The doctor, who has not been identified, treated a ‘small number’ of patients at the hospital on February 4 and 5 before they became unwell and ‘self-isolated’.

Boris Johnson last night said the UK should be ‘confident and calm’ over the threat of coronavirus. Speaking in Birmingham, the Prime Minister praised the response of the NHS and said anyone concerned should ‘simply follow their advice’.

During Mr Walsh’s 6,736-mile journey home from Singapore, he stopped in the French Alps for a four-day ski holiday, with several of his associates on the trip since testing positive. He contacted his GP, the NHS’s 111 helpline and Public Health England as soon as he realised he may have encountered the virus at the conference.
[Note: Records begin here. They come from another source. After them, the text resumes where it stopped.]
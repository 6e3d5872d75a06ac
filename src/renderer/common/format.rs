/// Backend-agnostic pixel and texel formats
#[allow(non_camel_case_types)]
#[repr(u8)]
#[derive(Debug, Default, Clone, Copy, PartialEq, Eq, Hash, PartialOrd, Ord)]
pub enum Format {
    #[default]
    Unknown,
    R8_UInt,
    R8_SInt,
    R8_UNorm,
    R8_SNorm,
    RG8_UInt,
    RG8_SInt,
    RG8_UNorm,
    RG8_SNorm,
    R16_UInt,
    R16_SInt,
    R16_UNorm,
    R16_SNorm,
    R16_Float,
    BGRA4_UNorm,
    B5G6R5_UNorm,
    B5G5R5A1_UNorm,
    RGBA8_UInt,
    RGBA8_SInt,
    RGBA8_UNorm,
    RGBA8_SNorm,
    BGRA8_UNorm,
    SRGBA8_UNorm,
    SBGRA8_UNorm,
    R10G10B10A2_UNorm,
    R11G11B10_Float,
    RG16_UInt,
    RG16_SInt,
    RG16_UNorm,
    RG16_SNorm,
    RG16_Float,
    R32_UInt,
    R32_SInt,
    R32_Float,
    RGBA16_UInt,
    RGBA16_SInt,
    RGBA16_UNorm,
    RGBA16_SNorm,
    RGBA16_Float,
    RG32_UInt,
    RG32_SInt,
    RG32_Float,
    RGB32_UInt,
    RGB32_SInt,
    RGB32_Float,
    RGBA32_UInt,
    RGBA32_SInt,
    RGBA32_Float,
    D16,
    D24S8,
    X24G8_UInt,
    D32,
    D32S8,
    X32G8_UInt,
    BC1_UNorm,
    BC1_UNorm_Srgb,
    BC2_UNorm,
    BC2_UNorm_Srgb,
    BC3_UNorm,
    BC3_UNorm_Srgb,
    BC4_UNorm,
    BC4_SNorm,
    BC5_UNorm,
    BC5_SNorm,
    BC6H_UFloat,
    BC6H_SFloat,
    BC7_UNorm,
    BC7_UNorm_Srgb,
}

/// Byte layout of one mip level of a surface
#[derive(Debug, Default, Clone, Copy, PartialEq, Eq)]
pub struct SurfaceInfo {
    pub num_bytes: usize,
    pub row_bytes: usize,
    pub num_rows: usize,
}

impl Format {
    pub const ALL: &'static [Self] = &[
        Self::Unknown,
        Self::R8_UInt,
        Self::R8_SInt,
        Self::R8_UNorm,
        Self::R8_SNorm,
        Self::RG8_UInt,
        Self::RG8_SInt,
        Self::RG8_UNorm,
        Self::RG8_SNorm,
        Self::R16_UInt,
        Self::R16_SInt,
        Self::R16_UNorm,
        Self::R16_SNorm,
        Self::R16_Float,
        Self::BGRA4_UNorm,
        Self::B5G6R5_UNorm,
        Self::B5G5R5A1_UNorm,
        Self::RGBA8_UInt,
        Self::RGBA8_SInt,
        Self::RGBA8_UNorm,
        Self::RGBA8_SNorm,
        Self::BGRA8_UNorm,
        Self::SRGBA8_UNorm,
        Self::SBGRA8_UNorm,
        Self::R10G10B10A2_UNorm,
        Self::R11G11B10_Float,
        Self::RG16_UInt,
        Self::RG16_SInt,
        Self::RG16_UNorm,
        Self::RG16_SNorm,
        Self::RG16_Float,
        Self::R32_UInt,
        Self::R32_SInt,
        Self::R32_Float,
        Self::RGBA16_UInt,
        Self::RGBA16_SInt,
        Self::RGBA16_UNorm,
        Self::RGBA16_SNorm,
        Self::RGBA16_Float,
        Self::RG32_UInt,
        Self::RG32_SInt,
        Self::RG32_Float,
        Self::RGB32_UInt,
        Self::RGB32_SInt,
        Self::RGB32_Float,
        Self::RGBA32_UInt,
        Self::RGBA32_SInt,
        Self::RGBA32_Float,
        Self::D16,
        Self::D24S8,
        Self::X24G8_UInt,
        Self::D32,
        Self::D32S8,
        Self::X32G8_UInt,
        Self::BC1_UNorm,
        Self::BC1_UNorm_Srgb,
        Self::BC2_UNorm,
        Self::BC2_UNorm_Srgb,
        Self::BC3_UNorm,
        Self::BC3_UNorm_Srgb,
        Self::BC4_UNorm,
        Self::BC4_SNorm,
        Self::BC5_UNorm,
        Self::BC5_SNorm,
        Self::BC6H_UFloat,
        Self::BC6H_SFloat,
        Self::BC7_UNorm,
        Self::BC7_UNorm_Srgb,
    ];

    pub fn is_depth(self) -> bool {
        matches!(
            self,
            Self::D16 | Self::D24S8 | Self::X24G8_UInt | Self::D32 | Self::D32S8 | Self::X32G8_UInt
        )
    }

    pub fn is_stencil(self) -> bool {
        matches!(self, Self::D24S8 | Self::X24G8_UInt | Self::D32S8 | Self::X32G8_UInt)
    }

    pub fn is_depth_stencil(self) -> bool {
        self.is_depth() || self.is_stencil()
    }

    pub fn is_color(self) -> bool {
        !self.is_depth_stencil()
    }

    pub fn is_block_compressed(self) -> bool {
        self >= Self::BC1_UNorm
    }

    /// Storage views are only made for formats every device can write
    pub fn supports_storage(self, samples: u32) -> bool {
        samples <= 1 && self.is_color() && !self.is_block_compressed() && self.remove_srgb() == self
    }

    pub fn remove_srgb(self) -> Self {
        match self {
            Self::SRGBA8_UNorm => Self::RGBA8_UNorm,
            Self::SBGRA8_UNorm => Self::BGRA8_UNorm,
            Self::BC1_UNorm_Srgb => Self::BC1_UNorm,
            Self::BC2_UNorm_Srgb => Self::BC2_UNorm,
            Self::BC3_UNorm_Srgb => Self::BC3_UNorm,
            Self::BC7_UNorm_Srgb => Self::BC7_UNorm,
            other => other,
        }
    }

    pub fn bits_per_pixel(self) -> u32 {
        use Format::*;
        match self {
            RGBA32_Float | RGBA32_SInt | RGBA32_UInt => 128,
            RGB32_Float | RGB32_SInt | RGB32_UInt => 96,
            RGBA16_Float | RGBA16_SInt | RGBA16_SNorm | RGBA16_UInt | RGBA16_UNorm
            | RG32_Float | RG32_SInt | RG32_UInt | D32S8 | X32G8_UInt => 64,
            R10G10B10A2_UNorm | R11G11B10_Float | BGRA8_UNorm | RGBA8_SInt | RGBA8_SNorm
            | RGBA8_UInt | RGBA8_UNorm | SRGBA8_UNorm | SBGRA8_UNorm | RG16_Float | RG16_SInt
            | RG16_SNorm | RG16_UInt | RG16_UNorm | R32_Float | R32_SInt | R32_UInt | D32
            | D24S8 | X24G8_UInt => 32,
            RG8_SInt | RG8_SNorm | RG8_UInt | RG8_UNorm | R16_Float | R16_SInt | R16_SNorm
            | R16_UInt | R16_UNorm | BGRA4_UNorm | B5G5R5A1_UNorm | B5G6R5_UNorm | D16 => 16,
            R8_SInt | R8_SNorm | R8_UInt | R8_UNorm => 8,
            BC1_UNorm | BC1_UNorm_Srgb | BC4_UNorm | BC4_SNorm => 4,
            BC2_UNorm | BC2_UNorm_Srgb | BC3_UNorm | BC3_UNorm_Srgb | BC5_UNorm | BC5_SNorm
            | BC6H_SFloat | BC6H_UFloat | BC7_UNorm | BC7_UNorm_Srgb => 8,
            Unknown => 0,
        }
    }

    /// Bytes per pixel, or per 4x4 block for block-compressed formats
    pub fn block_size(self) -> u32 {
        use Format::*;
        match self {
            RGBA32_Float | RGBA32_SInt | RGBA32_UInt => 16,
            RGB32_Float | RGB32_SInt | RGB32_UInt => 12,
            RGBA16_Float | RGBA16_SInt | RGBA16_SNorm | RGBA16_UInt | RGBA16_UNorm
            | RG32_Float | RG32_SInt | RG32_UInt => 8,
            D32S8 | X32G8_UInt => 5,
            R10G10B10A2_UNorm | R11G11B10_Float | BGRA8_UNorm | SBGRA8_UNorm | RGBA8_SInt
            | RGBA8_SNorm | RGBA8_UInt | RGBA8_UNorm | SRGBA8_UNorm | RG16_Float | RG16_SInt
            | RG16_SNorm | RG16_UInt | RG16_UNorm | R32_Float | R32_SInt | R32_UInt | D32
            | D24S8 | X24G8_UInt => 4,
            RG8_SInt | RG8_SNorm | RG8_UInt | RG8_UNorm | R16_Float | R16_SInt | R16_SNorm
            | R16_UInt | R16_UNorm | BGRA4_UNorm | B5G5R5A1_UNorm | B5G6R5_UNorm | D16 => 2,
            R8_SInt | R8_SNorm | R8_UInt | R8_UNorm => 1,
            BC1_UNorm | BC1_UNorm_Srgb | BC4_UNorm | BC4_SNorm => 8,
            BC2_UNorm | BC2_UNorm_Srgb | BC3_UNorm | BC3_UNorm_Srgb | BC5_UNorm | BC5_SNorm
            | BC6H_SFloat | BC6H_UFloat | BC7_UNorm | BC7_UNorm_Srgb => 16,
            Unknown => 0,
        }
    }

    pub fn surface_info(self, width: usize, height: usize) -> SurfaceInfo {
        if self.is_block_compressed() {
            let blocks_wide = if width > 0 { ((width + 3) / 4).max(1) } else { 0 };
            let blocks_high = if height > 0 { ((height + 3) / 4).max(1) } else { 0 };
            let row_bytes = blocks_wide * self.block_size() as usize;
            SurfaceInfo {
                num_bytes: row_bytes * blocks_high,
                row_bytes,
                num_rows: blocks_high,
            }
        } else {
            let row_bytes = (width * self.bits_per_pixel() as usize + 7) / 8;
            SurfaceInfo {
                num_bytes: row_bytes * height,
                row_bytes,
                num_rows: height,
            }
        }
    }
}

#[cfg(test)]
mod tests {
    use super::*;

    #[test]
    fn depth_and_stencil_classification() {
        assert!(Format::D32.is_depth());
        assert!(!Format::D32.is_stencil());
        assert!(Format::D24S8.is_stencil());
        assert!(Format::X32G8_UInt.is_depth_stencil());
        assert!(Format::RGBA8_UNorm.is_color());
    }

    #[test]
    fn srgb_removal_only_touches_srgb_formats() {
        assert_eq!(Format::SRGBA8_UNorm.remove_srgb(), Format::RGBA8_UNorm);
        assert_eq!(Format::BC7_UNorm_Srgb.remove_srgb(), Format::BC7_UNorm);
        assert_eq!(Format::R32_Float.remove_srgb(), Format::R32_Float);
    }

    #[test]
    fn surface_info_for_block_compressed_rounds_up_to_blocks() {
        let info = Format::BC1_UNorm.surface_info(5, 5);
        assert_eq!(info.row_bytes, 16);
        assert_eq!(info.num_rows, 2);
        assert_eq!(info.num_bytes, 32);

        let info = Format::RGBA8_UNorm.surface_info(256, 4);
        assert_eq!(info.row_bytes, 1024);
        assert_eq!(info.num_bytes, 4096);
    }

    #[test]
    fn all_lists_every_variant_in_order() {
        for (i, format) in Format::ALL.iter().enumerate() {
            assert_eq!(*format as usize, i);
        }
        assert_eq!(*Format::ALL.last().unwrap(), Format::BC7_UNorm_Srgb);
    }
}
‘I was advised to attend an isolated room at hospital, despite showing no symptoms, and subsequently self-isolated at home as instructed,’ he said. ‘When the diagnosis was confirmed I was sent to an isolation unit in hospital, where I remain, and, as a precaution, my family was also asked to isolate themselves.’ The businessman has been treated at St Thomas’ Hospital in London since his case was confirmed last Thursday. He is an employee of Servomex, a British gas analytics firm that organised the conference in the Grand Hyatt hotel in Singapore where he and employees in other countries contracted the virus.

After returning home to the UK on January 28, Mr Walsh was told to work from home by his company over then-unfounded concerns about the virus’s circulation at the conference. But he is understood to have gone about his everyday life as normal until February 3 when the company found out that one of the conference’s 94 attendees had contracted the virus.

The cases related to Mr Walsh have prompted authorities to hunt for all those who may have come into contact with him and the other carriers.

÷ Nearly two-thirds of the global population could be infected with the virus if it is not properly controlled, an expert has warned. Professor Gabriel Leung, chairman of public health medicine at Hong Kong University based his claim on figures which show the average infected person transmits the virus to 2.5 other individuals.